Game Mode: Single-Player or Co-op?
There are four main competitive disciplines in figure skating:
- Men’s singles: covered extensively in the anime.
- Ladies’ singles: yes, ladies’, not women’s. Antiquated gender norms, I guess.
- Pairs: two skaters (per ISU rules, specifically a man and a woman. Antiquated couple norms, I guess) performing together. Includes jumps in unison, lifts, throws, death spirals, and other elements that give me mini cardiac arrests.
- Ice Dance: like pairs, but obligatorily dancing to the beat of the music and not the melody/words. Also does not include jumps, throws and death spirals (for which my heart is thankful).
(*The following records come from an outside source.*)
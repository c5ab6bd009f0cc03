// build.rs

use clap::{Arg, ArgAction, Command};
use clap_mangen::Man;
use std::env;
use std::fs;
use std::path::PathBuf;

fn flag(name: &'static str, help: &'static str) -> Arg {
    Arg::new(name).long(name).action(ArgAction::SetTrue).help(help)
}

fn specs_arg() -> Arg {
    Arg::new("specs")
        .required(true)
        .num_args(1..)
        .help("Package name, or name-version-release")
}

fn filter_args(cmd: Command) -> Command {
    cmd.arg(Arg::new("name").help("Name regular expression"))
        .arg(Arg::new("version").help("Version regular expression"))
        .arg(Arg::new("release").help("Release regular expression"))
}

fn build_cli() -> Command {
    Command::new("sitepkg")
        .version(env!("CARGO_PKG_VERSION"))
        .about("Install relocatable packages and their dependencies into a shared software area")
        .arg(Arg::new("root").long("root").value_name("DIR").help("Root of the install area (env: SITEPKG_ROOT)"))
        .arg(Arg::new("config").long("config").value_name("FILE").help("Configuration file"))
        .arg(Arg::new("repo").long("repo").action(ArgAction::Append).help("Repository index; repeatable"))
        .arg(Arg::new("cache-dir").long("cache-dir").action(ArgAction::Append).help("Read-only artifact cache; repeatable"))
        .arg(Arg::new("chained-db").long("chained-db").action(ArgAction::Append).help("Read-only package database; repeatable"))
        .arg(Arg::new("tmp-dir").long("tmp-dir").value_name("DIR").help("Scratch directory for fetched artifacts"))
        .arg(flag("debug", "Verbose logging"))
        .subcommand(Command::new("init").about("Create the package database of an install area"))
        .subcommand(
            Command::new("install")
                .about("Install packages and their dependencies")
                .arg(specs_arg())
                .arg(flag("dry-run", "Show what would be installed"))
                .arg(flag("just-db", "Only register the packages in the database"))
                .arg(flag("overwrite", "Replace files that already exist"))
                .arg(flag("nodeps", "Install only the requested packages")),
        )
        .subcommand(
            Command::new("remove")
                .about("Remove installed packages")
                .arg(specs_arg())
                .arg(flag("dry-run", "Show what would be removed"))
                .arg(flag("just-db", "Only drop the packages from the database"))
                .arg(flag("force", "Remove even if other packages still require them"))
                .arg(flag("with-deps", "Also remove the packages they require")),
        )
        .subcommand(
            Command::new("update")
                .about("Update installed packages to newer versions")
                .arg(specs_arg())
                .arg(flag("dry-run", "Show what would be installed"))
                .arg(flag("just-db", "Only update the database")),
        )
        .subcommand(
            Command::new("deps")
                .about("List the dependencies a package would pull in")
                .arg(Arg::new("spec").required(true)),
        )
        .subcommand(filter_args(Command::new("query").about("Search the repositories")))
        .subcommand(filter_args(Command::new("list").about("List installed packages")))
}

fn main() {
    println!("cargo:rerun-if-changed=build.rs");

    let manifest_dir = match env::var("CARGO_MANIFEST_DIR") {
        Ok(dir) => PathBuf::from(dir),
        Err(e) => {
            println!("cargo:warning=CARGO_MANIFEST_DIR not set: {}", e);
            return;
        }
    };
    let man_dir = manifest_dir.join("man");

    if let Err(e) = fs::create_dir_all(&man_dir) {
        println!("cargo:warning=Failed to create man directory: {}", e);
        return;
    }

    let man = Man::new(build_cli());
    let mut buffer = Vec::new();
    if let Err(e) = man.render(&mut buffer) {
        println!("cargo:warning=Failed to render man page: {}", e);
        return;
    }

    let man_path = man_dir.join("sitepkg.1");
    if let Err(e) = fs::write(&man_path, buffer) {
        println!("cargo:warning=Failed to write man page: {}", e);
    }
}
There is also the always-forgotten synchronized skating. Think synchronized swimming, but the water is frozen and people wear knife-shoes. It’s not an Olympic discipline, but there are major ISU competitions for it.
*Awkward segue* …the much talked-about ISU is the International Skating Union, by the way. They make much of the rules. Expect to see a lot of people cursing them!
(Right to left: Shoma Uno and Yuzuru Hanyu admiring the plastic Marseille GPF medals. If you look closely, you can catch a glimpse of the superhuman cryptid Nathan Chen.)
The McFreaking Competitive Season
Figure skating seasons take place around the northern hemisphere winter months (for obvious reasons), roughly from August to April. In terms of major competitions, the typical season looks like this (courtesy of this post):
- Oct/Nov: the YOI-famous Grand Prix series (GP series), consisting of Skate America, Skate Canada, Rostelecom Cup, Trophée de France, Cup of China, and the NHK Trophy. They are invitational.
- Early Dec: the Grand Prix Final (GPF), which caps off the GP series (and the first half of the season) by pitting the top 6 skaters/pairs of each discipline against each other.
- Late Dec/Jan: the national championships (Nats) of each country, which is one of the top factors that determines which skaters will represent the country in international competitions. The ones that get the most attention are Japan, Russia, US and Canada.
- Late Jan: the European Championships (Euros), consisting unsurprisingly of European skaters (including Russians).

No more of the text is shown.